> **Task details**: Whenever a line in the data holds the string "unit", copy that line.

> **Records for processing**:
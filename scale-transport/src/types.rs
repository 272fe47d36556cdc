//! Common types for the transport layer

use std::fmt;
use std::sync::Arc;

use serde::Serialize;

use crate::UsbDevice;

/// Identification of a physical USB device
#[derive(Debug, Clone, PartialEq, Eq, Serialize)]
pub struct DeviceDescriptor {
    /// USB Vendor ID
    pub vendor_id: u16,
    /// USB Product ID
    pub product_id: u16,
    /// Manufacturer name resolved from the lookup table
    pub manufacturer: Option<String>,
    /// Model name resolved from the lookup table
    pub model: Option<String>,
}

impl DeviceDescriptor {
    /// Display name: "<manufacturer> <model>"
    pub fn name(&self) -> String {
        match (&self.manufacturer, &self.model) {
            (Some(m), Some(p)) => format!("{m} {p}"),
            (Some(m), None) => m.clone(),
            (None, Some(p)) => p.clone(),
            (None, None) => format!("{:04X}:{:04X}", self.vendor_id, self.product_id),
        }
    }
}

impl fmt::Display for DeviceDescriptor {
    fn fmt(&self, f: &mut fmt::Formatter<'_>) -> fmt::Result {
        write!(
            f,
            "{} ({:04x}:{:04x})",
            self.name(),
            self.vendor_id,
            self.product_id
        )
    }
}

/// An input endpoint to read reports from
#[derive(Debug, Clone, Copy, PartialEq, Eq)]
pub struct Endpoint {
    /// Endpoint address (direction bit included)
    pub address: u8,
    /// Maximum packet size, used as the read buffer size
    pub max_packet_size: u16,
}

/// A device returned by discovery: resolved descriptor plus its handle
#[derive(Clone)]
pub struct DiscoveredDevice {
    pub descriptor: DeviceDescriptor,
    pub device: Arc<dyn UsbDevice>,
}

impl fmt::Debug for DiscoveredDevice {
    fn fmt(&self, f: &mut fmt::Formatter<'_>) -> fmt::Result {
        f.debug_struct("DiscoveredDevice")
            .field("descriptor", &self.descriptor)
            .finish_non_exhaustive()
    }
}
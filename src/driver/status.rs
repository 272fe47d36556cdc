//! Connection status shown to callers
//!
//! The status is a state plus a short log of messages for that state.
//! Entering a new state starts a fresh log; repeating the last message is
//! a no-op so a device failing the same way every cycle does not flood it.

use std::collections::VecDeque;
use std::fmt;

use serde::Serialize;

/// Most messages kept for one state
pub const MAX_MESSAGES: usize = 32;

/// Connection state of the driver
#[derive(Debug, Clone, Copy, PartialEq, Eq, Hash, Serialize)]
#[serde(rename_all = "lowercase")]
pub enum ConnectionState {
    Connecting,
    Connected,
    Disconnected,
    Error,
}

impl ConnectionState {
    pub fn as_str(&self) -> &'static str {
        match self {
            ConnectionState::Connecting => "connecting",
            ConnectionState::Connected => "connected",
            ConnectionState::Disconnected => "disconnected",
            ConnectionState::Error => "error",
        }
    }
}

impl fmt::Display for ConnectionState {
    fn fmt(&self, f: &mut fmt::Formatter<'_>) -> fmt::Result {
        f.write_str(self.as_str())
    }
}

/// Point-in-time copy of the status
#[derive(Debug, Clone, PartialEq, Eq, Serialize)]
pub struct StatusSnapshot {
    pub state: ConnectionState,
    pub messages: Vec<String>,
}

/// Live status owned by the driver
#[derive(Debug, Clone)]
pub struct Status {
    state: ConnectionState,
    messages: VecDeque<String>,
}

impl Default for Status {
    fn default() -> Self {
        Self::new()
    }
}

impl Status {
    /// Start out connecting, with no messages
    pub fn new() -> Self {
        Self {
            state: ConnectionState::Connecting,
            messages: VecDeque::new(),
        }
    }

    pub fn state(&self) -> ConnectionState {
        self.state
    }

    /// Record `state`, optionally with a message.
    ///
    /// # Returns
    /// Whether anything changed
    pub fn set(&mut self, state: ConnectionState, message: Option<&str>) -> bool {
        if state != self.state {
            self.state = state;
            self.messages.clear();
            if let Some(message) = message {
                self.messages.push_back(message.to_string());
            }
            return true;
        }

        let Some(message) = message else {
            return false;
        };
        if self.messages.back().map(String::as_str) == Some(message) {
            return false;
        }

        self.messages.push_back(message.to_string());
        while self.messages.len() > MAX_MESSAGES {
            self.messages.pop_front();
        }
        true
    }

    /// Most recent message for the current state
    pub fn last_message(&self) -> Option<&str> {
        self.messages.back().map(String::as_str)
    }

    pub fn snapshot(&self) -> StatusSnapshot {
        StatusSnapshot {
            state: self.state,
            messages: self.messages.iter().cloned().collect(),
        }
    }
}

#[cfg(test)]
mod tests {
    use super::*;

    #[test]
    fn test_initial_state() {
        let status = Status::new();
        assert_eq!(status.state(), ConnectionState::Connecting);
        assert!(status.snapshot().messages.is_empty());
    }

    #[test]
    fn test_repeated_message_is_ignored() {
        let mut status = Status::new();
        assert!(status.set(ConnectionState::Error, Some("timeout")));
        assert!(!status.set(ConnectionState::Error, Some("timeout")));
        assert!(status.set(ConnectionState::Error, Some("pipe error")));
        // Not consecutive, so appended again
        assert!(status.set(ConnectionState::Error, Some("timeout")));

        assert_eq!(
            status.snapshot().messages,
            vec!["timeout", "pipe error", "timeout"]
        );
    }

    #[test]
    fn test_state_change_resets_log() {
        let mut status = Status::new();
        status.set(ConnectionState::Error, Some("timeout"));
        status.set(ConnectionState::Error, Some("pipe error"));

        assert!(status.set(ConnectionState::Connecting, None));
        assert!(status.snapshot().messages.is_empty());

        status.set(ConnectionState::Connected, Some("Connected to PS60"));
        assert_eq!(status.snapshot().messages, vec!["Connected to PS60"]);
    }

    #[test]
    fn test_same_state_without_message() {
        let mut status = Status::new();
        assert!(!status.set(ConnectionState::Connecting, None));
    }

    #[test]
    fn test_log_is_capped() {
        let mut status = Status::new();
        for i in 0..(MAX_MESSAGES + 5) {
            status.set(ConnectionState::Error, Some(&format!("error {i}")));
        }
        let messages = status.snapshot().messages;
        assert_eq!(messages.len(), MAX_MESSAGES);
        assert_eq!(messages[0], "error 5");
        assert_eq!(status.last_message(), Some(format!("error {}", MAX_MESSAGES + 4).as_str()));
    }

    #[test]
    fn test_snapshot_serializes_lowercase_state() {
        let mut status = Status::new();
        status.set(ConnectionState::Disconnected, Some("Scale not found"));
        let json = serde_json::to_string(&status.snapshot()).unwrap();
        assert_eq!(json, r#"{"state":"disconnected","messages":["Scale not found"]}"#);
    }
}
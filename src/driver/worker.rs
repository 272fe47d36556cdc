//! Worker thread running the connection state machine
//!
//! ```text
//! Connecting --found, connected--> Connected --weigh error--> Error
//!     ^  |                            |  ^                      |
//!     |  +--not found (backoff)       +--+ poll interval        |
//!     +-------------------------- backoff ----------------------+
//! ```

use std::sync::atomic::Ordering;
use std::sync::Arc;
use std::time::{Duration, Instant};

use scale_transport::TransportError;
use tracing::{debug, error, info, warn};

use super::{ConnectionState, Shared};

/// Longest uninterrupted sleep, so shutdown is noticed promptly
const SLEEP_SLICE: Duration = Duration::from_millis(50);

enum LoopState {
    Connecting,
    Connected,
    Error(TransportError),
}

/// Run the state machine until shutdown
pub(crate) fn run(shared: Arc<Shared>) {
    info!("Scale worker started");
    let mut state = LoopState::Connecting;

    while !shared.is_shutdown() {
        state = match state {
            LoopState::Connecting => connecting(&shared),
            LoopState::Connected => connected(&shared),
            LoopState::Error(e) => error_state(&shared, e),
        };
    }

    if let Err(e) = shared.session.lock().disconnect() {
        debug!("Disconnect on shutdown: {}", e);
    }
    info!("Scale worker stopped");
}

fn connecting(shared: &Shared) -> LoopState {
    let found = match shared.registry.select(&shared.config.device) {
        Ok(Some(found)) => found,
        Ok(None) => {
            let message = format!("{} not found", shared.config.device.label());
            shared.update(|s| {
                if s.status.set(ConnectionState::Disconnected, Some(&message)) {
                    info!("{}", message);
                }
                s.device = None;
            });
            sleep_unless_shutdown(shared, shared.config.backoff());
            return LoopState::Connecting;
        }
        Err(e) => return LoopState::Error(e),
    };

    let name = found.descriptor.name();
    shared.update(|s| {
        s.status
            .set(ConnectionState::Connecting, Some(&format!("Connecting to {name}")));
        s.device = Some(found.descriptor.clone());
    });

    let mut session = shared.session.lock();
    session.bind(Some(found));
    match session.connect() {
        Ok(true) => {
            shared.update(|s| {
                s.status
                    .set(ConnectionState::Connected, Some(&format!("Connected to {name}")))
            });
            LoopState::Connected
        }
        Ok(false) => LoopState::Error(TransportError::NotConnected),
        Err(e) => LoopState::Error(e),
    }
}

fn connected(shared: &Shared) -> LoopState {
    if shared.zero_requested.swap(false, Ordering::SeqCst) {
        if let Err(e) = shared.session.lock().zero() {
            warn!("Zero request failed: {}", e);
            shared.update(|s| {
                s.status
                    .set(ConnectionState::Connected, Some(&format!("Zero failed: {e}")))
            });
        }
    }

    let result = shared
        .session
        .lock()
        .weigh(None, shared.config.max_attempts);

    match result {
        Ok(Some(data)) => {
            debug!("Stable reading: {} {}", data.weight, data.unit);
            shared.update(|s| s.reading = Some(data));
        }
        Ok(None) => debug!("No stable weight yet"),
        Err(e) => return LoopState::Error(e),
    }

    sleep_unless_shutdown(shared, shared.config.poll_interval());
    LoopState::Connected
}

fn error_state(shared: &Shared, e: TransportError) -> LoopState {
    let message = e.to_string();
    if e.is_decode() {
        error!("Protocol mismatch: {}", message);
    } else {
        warn!("Scale error: {}", message);
    }

    shared.update(|s| {
        s.status.set(ConnectionState::Error, Some(&message));
        s.device = None;
    });

    if let Err(e) = shared.session.lock().disconnect() {
        debug!("Disconnect after error: {}", e);
    }

    sleep_unless_shutdown(shared, shared.config.backoff());
    LoopState::Connecting
}

/// Sleep for `duration`, waking early on shutdown
fn sleep_unless_shutdown(shared: &Shared, duration: Duration) {
    let deadline = Instant::now() + duration;
    while !shared.is_shutdown() {
        let now = Instant::now();
        if now >= deadline {
            break;
        }
        std::thread::sleep((deadline - now).min(SLEEP_SLICE));
    }
}
//! Protocol constants for the HID "Scale" usage page reports

/// Report type codes (byte 0 of every report)
pub mod report_type {
    pub const ATTRIBUTES: u8 = 0x01;
    pub const CONTROL: u8 = 0x02;
    pub const DATA: u8 = 0x03;
    pub const STATUS: u8 = 0x04;
    pub const WEIGHT_LIMIT: u8 = 0x05;
    pub const STATISTICS: u8 = 0x06;

    /// Get human-readable name for a report type byte
    pub fn name(code: u8) -> &'static str {
        match code {
            ATTRIBUTES => "ATTRIBUTES",
            CONTROL => "CONTROL",
            DATA => "DATA",
            STATUS => "STATUS",
            WEIGHT_LIMIT => "WEIGHT_LIMIT",
            STATISTICS => "STATISTICS",
            _ => "UNKNOWN",
        }
    }
}

/// Weight unit codes
pub mod unit {
    pub const MILLIGRAM: u8 = 0x01;
    pub const GRAM: u8 = 0x02;
    pub const KILOGRAM: u8 = 0x03;
    pub const CARAT: u8 = 0x04;
    pub const TAEL: u8 = 0x05;
    pub const GRAIN: u8 = 0x06;
    pub const PENNYWEIGHT: u8 = 0x07;
    pub const METRIC_TON: u8 = 0x08;
    pub const AVOIR_TON: u8 = 0x09;
    pub const TROY_OUNCE: u8 = 0x0A;
    pub const OUNCE: u8 = 0x0B;
    pub const POUND: u8 = 0x0C;
    /// Last code in the reserved block 0x0D..=0x0F
    pub const RESERVED_MAX: u8 = 0x0F;
}

/// Scale status codes
pub mod status {
    pub const FAULT: u8 = 0x01;
    pub const STABLE_AT_ZERO: u8 = 0x02;
    pub const IN_MOTION: u8 = 0x03;
    pub const WEIGHT_STABLE: u8 = 0x04;
    pub const UNDER_ZERO: u8 = 0x05;
    pub const OVER_WEIGHT_LIMIT: u8 = 0x06;
    pub const REQUIRES_CALIBRATION: u8 = 0x07;
    pub const REQUIRES_REZEROING: u8 = 0x08;
    /// Last code in the reserved block 0x09..=0x0F
    pub const RESERVED_MAX: u8 = 0x0F;
    /// Control acknowledgement: zero scale
    pub const ZERO_SCALE: u8 = 0x10;
    /// Control acknowledgement: enforced zero return
    pub const ENFORCED_ZERO_RETURN: u8 = 0x11;
}

/// Control report flag bits (byte 1 of a control report)
pub mod control {
    /// Enforced zero return (odd control byte)
    pub const ENFORCED_ZERO_RETURN: u8 = 0x01;
    /// Zero scale (control byte > 1)
    pub const ZERO_SCALE: u8 = 0x02;
}

/// HID class request constants used for output reports
pub mod hid {
    /// HID class request SET_REPORT
    pub const SET_REPORT: u8 = 0x09;
    /// Report type "Output" in the high byte of wValue
    pub const REPORT_TYPE_OUTPUT: u8 = 0x02;
    /// The scale's HID interface
    pub const INTERFACE: u8 = 0;
}

/// Report size for every scale report
pub const REPORT_SIZE: usize = 6;

/// Length of the "not ready yet" frame the scale emits between reports
pub const NOT_READY_LEN: usize = 2;

/// Retry and timeout defaults
pub mod timing {
    /// Attempts per `read` and outer attempts per `weigh`
    pub const DEFAULT_MAX_ATTEMPTS: usize = 10;
    /// Timeout of a single interrupt transfer (ms)
    pub const READ_TIMEOUT_MS: u64 = 1000;
    /// Timeout of a control transfer (ms)
    pub const CONTROL_TIMEOUT_MS: u64 = 1000;
}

> **Response area**:
            debug!("Stable reading: {} {}", data.weight, data.unit);
/// Weight unit codes
pub mod unit {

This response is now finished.